▶ Exercise requirements: After locating the line that contains "for user in" in the records below, write out exactly that line and each line after it through the one that contains "async fn test_like_unknown_post()", and nothing else.

▶ Dataset entries:
——
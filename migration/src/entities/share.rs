//! Share ledger entity
//!
//! Unique on (user_id, post_id); `short_code` is globally unique.

use sea_orm::entity::prelude::*;

#[derive(Clone, Debug, PartialEq, DeriveEntityModel, Eq)]
#[sea_orm(table_name = "shares")]
pub struct Model {
    #[sea_orm(primary_key, auto_increment = false)]
    pub id: String,
    pub user_id: String,
    pub post_id: String,
    #[sea_orm(unique)]
    pub short_code: String,
    pub created_at: DateTimeUtc,
}

#[derive(Copy, Clone, Debug, EnumIter, DeriveRelation)]
pub enum Relation {}

impl ActiveModelBehavior for ActiveModel {}
#[tokio::test]
async fn test_concurrent_likes_from_many_users() {
    let env = create_test_env().await;
    let service = Arc::new(random_service(env.storage.clone()));
    let author = create_user(&env.storage, "host@example.com").await;
    let post = create_post(&env.storage, &author).await;

    let mut users = Vec::new();
    for i in 0..8 {
        users.push(create_user(&env.storage, &format!("user{}@example.com", i)).await);
    }

    let mut handles = Vec::new();
    for user in users {
        let service = service.clone();
        let post = post.clone();
        handles.push(tokio::spawn(async move { service.like(&user, &post).await }));
    }
    for handle in handles {
        handle.await.unwrap().unwrap();
    }

    let status = service.get_status(&post, None).await.unwrap();
    assert_eq!(status.like_count, 8);
}

#[tokio::test]
async fn test_concurrent_duplicate_like_counts_once() {
    let env = create_test_env().await;
    let service = Arc::new(random_service(env.storage.clone()));
    let user = create_user(&env.storage, "dup@example.com").await;
    let post = create_post(&env.storage, &user).await;

    let (r1, r2) = tokio::join!(service.like(&user, &post), service.like(&user, &post));
    let ok = [r1.is_ok(), r2.is_ok()].iter().filter(|ok| **ok).count();
    assert_eq!(ok, 1);
    assert!(
        matches!(r1, Err(VistagramError::AlreadyLiked(_)))
            || matches!(r2, Err(VistagramError::AlreadyLiked(_)))
    );

    let status = service.get_status(&post, None).await.unwrap();
    assert_eq!(status.like_count, 1);
}

#[tokio::test]
async fn test_like_unknown_post() {
    let env = create_test_env().await;
    let service = random_service(env.storage.clone());
    let user = create_user(&env.storage, "lost@example.com").await;

    let result = service.like(&user, "no-such-post").await;
    assert!(matches!(result, Err(VistagramError::NotFound(_))));

    let status = service.get_status("no-such-post", None).await;
    assert!(matches!(status, Err(VistagramError::NotFound(_))));
}

#[tokio::test]
async fn test_blank_ids_are_validation_errors() {
    let env = create_test_env().await;
    let service = random_service(env.storage.clone());

    assert!(matches!(
        service.like("  ", "p").await,
        Err(VistagramError::Validation(_))
    ));
    assert!(matches!(
        service.create_or_get_share("u", "").await,
        Err(VistagramError::Validation(_))
    ));
}

// =============================================================================
// Shares
// =============================================================================

#[tokio::test]
async fn test_share_is_idempotent() {
    let env = create_test_env().await;
    let service = random_service(env.storage.clone());
    let user = create_user(&env.storage, "sharer@example.com").await;
    let post = create_post(&env.storage, &user).await;

    let first = service.create_or_get_share(&user, &post).await.unwrap();
    assert!(first.created);
    assert!(first.is_shared);
    assert_eq!(first.share_count, 1);
    assert_eq!(first.short_code.len(), 8);

    let second = service.create_or_get_share(&user, &post).await.unwrap();
    assert!(!second.created);
    assert_eq!(second.short_code, first.short_code);
    assert_eq!(second.share_count, 1);

    let status = service.get_status(&post, None).await.unwrap();
    assert_eq!(status.share_count, 1);
}

#[tokio::test]
async fn test_share_then_resolve() {
    let env = create_test_env().await;
    let service = EngagementService::new(
        env.storage.clone(),
        Arc::new(QueuedGenerator::new(&["ab12cd34"])),
        10,
    );
    let user = create_user(&env.storage, "scenario@example.com").await;
    let post = create_post(&env.storage, &user).await;

    let share = service.create_or_get_share(&user, &post).await.unwrap();
    assert_eq!(share.short_code, "ab12cd34");

    assert_eq!(service.resolve_short_code("ab12cd34").await.unwrap(), post);

    let again = service.create_or_get_share(&user, &post).await.unwrap();
    assert_eq!(again.short_code, "ab12cd34");
    assert_eq!(again.share_count, share.share_count);
}

#[tokio::test]
async fn test_resolve_is_case_sensitive() {
    let env = create_test_env().await;
    let service = EngagementService::new(
        env.storage.clone(),
        Arc::new(QueuedGenerator::new(&["AbCdEf12"])),
        10,
    );
    let user = create_user(&env.storage, "case@example.com").await;
    let post = create_post(&env.storage, &user).await;

    service.create_or_get_share(&user, &post).await.unwrap();

    assert_eq!(service.resolve_short_code("AbCdEf12").await.unwrap(), post);
    assert!(matches!(
        service.resolve_short_code("abcdef12").await,
        Err(VistagramError::NotFound(_))
    ));
}

#[tokio::test]
async fn test_resolve_unknown_and_malformed_codes() {
    let env = create_test_env().await;
    let service = random_service(env.storage.clone());

    for code in ["zzzzzzzz", "", "has space", "abc", "toolongcode123", "ab-12_cd"] {
        assert!(
            matches!(
                service.resolve_short_code(code).await,
                Err(VistagramError::NotFound(_))
            ),
            "code {:?} should not resolve",
            code
        );
    }
}

#[tokio::test]
async fn test_share_retries_past_collision() {
    let env = create_test_env().await;
    let user_a = create_user(&env.storage, "first@example.com").await;
    let user_b = create_user(&env.storage, "second@example.com").await;
    let post = create_post(&env.storage, &user_a).await;

    let first = EngagementService::new(
        env.storage.clone(),
        Arc::new(QueuedGenerator::new(&["taken123"])),
        10,
    );
    first.create_or_get_share(&user_a, &post).await.unwrap();

    let generator = Arc::new(QueuedGenerator::new(&["taken123", "taken123", "fresh456"]));
    let second = EngagementService::new(env.storage.clone(), generator.clone(), 10);
    let share = second.create_or_get_share(&user_b, &post).await.unwrap();

    assert_eq!(share.short_code, "fresh456");
    assert_eq!(share.share_count, 2);
    assert_eq!(generator.calls.load(Ordering::SeqCst), 3);
}

#[tokio::test]
async fn test_share_exhaustion_writes_nothing() {
    let env = create_test_env().await;
    let user_a = create_user(&env.storage, "owner@example.com").await;
    let user_b = create_user(&env.storage, "unlucky@example.com").await;
    let post = create_post(&env.storage, &user_a).await;

    let seed = EngagementService::new(
        env.storage.clone(),
        Arc::new(FixedGenerator::new("samecode")),
        10,
    );
    seed.create_or_get_share(&user_a, &post).await.unwrap();

    let generator = Arc::new(FixedGenerator::new("samecode"));
    let service = EngagementService::new(env.storage.clone(), generator.clone(), 10);
    let result = service.create_or_get_share(&user_b, &post).await;

    assert!(matches!(
        result,
        Err(VistagramError::CodeGenerationExhausted(_))
    ));
    assert_eq!(generator.calls.load(Ordering::SeqCst), 10);

    let status = service.get_status(&post, None).await.unwrap();
    assert_eq!(status.share_count, 1);
    assert!(env.storage.find_share(&user_b, &post).await.unwrap().is_none());
}

#[tokio::test]
async fn test_invalid_generated_codes_use_up_attempts() {
    let env = create_test_env().await;
    let user = create_user(&env.storage, "weird@example.com").await;
    let post = create_post(&env.storage, &user).await;

    let generator = Arc::new(FixedGenerator::new("no!"));
    let service = EngagementService::new(env.storage.clone(), generator.clone(), 3);

    assert!(matches!(
        service.create_or_get_share(&user, &post).await,
        Err(VistagramError::CodeGenerationExhausted(_))
    ));
    assert_eq!(generator.calls.load(Ordering::SeqCst), 3);
}

#[tokio::test]
async fn test_shares_by_different_users_are_independent() {
    let env = create_test_env().await;
    let service = Arc::new(random_service(env.storage.clone()));
    let a = create_user(&env.storage, "x@example.com").await;
    let b = create_user(&env.storage, "y@example.com").await;
    let post = create_post(&env.storage, &a).await;

    let (ra, rb) = tokio::join!(
        service.create_or_get_share(&a, &post),
        service.create_or_get_share(&b, &post)
    );
    let (ra, rb) = (ra.unwrap(), rb.unwrap());
    assert_ne!(ra.short_code, rb.short_code);

    let status = service.get_status(&post, None).await.unwrap();
    assert_eq!(status.share_count, 2);
    assert_eq!(service.resolve_short_code(&ra.short_code).await.unwrap(), post);
    assert_eq!(service.resolve_short_code(&rb.short_code).await.unwrap(), post);
}

#[tokio::test]
async fn test_concurrent_same_user_share_returns_one_code() {
    let env = create_test_env().await;
    let service = Arc::new(random_service(env.storage.clone()));
    let user = create_user(&env.storage, "twice@example.com").await;
    let post = create_post(&env.storage, &user).await;

    let (r1, r2) = tokio::join!(
        service.create_or_get_share(&user, &post),
        service.create_or_get_share(&user, &post)
    );
    let (r1, r2) = (r1.unwrap(), r2.unwrap());
    assert_eq!(r1.short_code, r2.short_code);

    let status = service.get_status(&post, None).await.unwrap();
    assert_eq!(status.share_count, 1);
}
——
▶ Task output:
    for user in users {
        let service = service.clone();
        let post = post.clone();
        handles.push(tokio::spawn(async move { service.like(&user, &post).await }));
    }
    for handle in handles {
        handle.await.unwrap().unwrap();
    }

    let status = service.get_status(&post, None).await.unwrap();
    assert_eq!(status.like_count, 8);
}

#[tokio::test]
async fn test_concurrent_duplicate_like_counts_once() {
    let env = create_test_env().await;
    let service = Arc::new(random_service(env.storage.clone()));
    let user = create_user(&env.storage, "dup@example.com").await;
    let post = create_post(&env.storage, &user).await;

    let (r1, r2) = tokio::join!(service.like(&user, &post), service.like(&user, &post));
    let ok = [r1.is_ok(), r2.is_ok()].iter().filter(|ok| **ok).count();
    assert_eq!(ok, 1);
    assert!(
        matches!(r1, Err(VistagramError::AlreadyLiked(_)))
            || matches!(r2, Err(VistagramError::AlreadyLiked(_)))
    );

    let status = service.get_status(&post, None).await.unwrap();
    assert_eq!(status.like_count, 1);
}

#[tokio::test]
async fn test_like_unknown_post() {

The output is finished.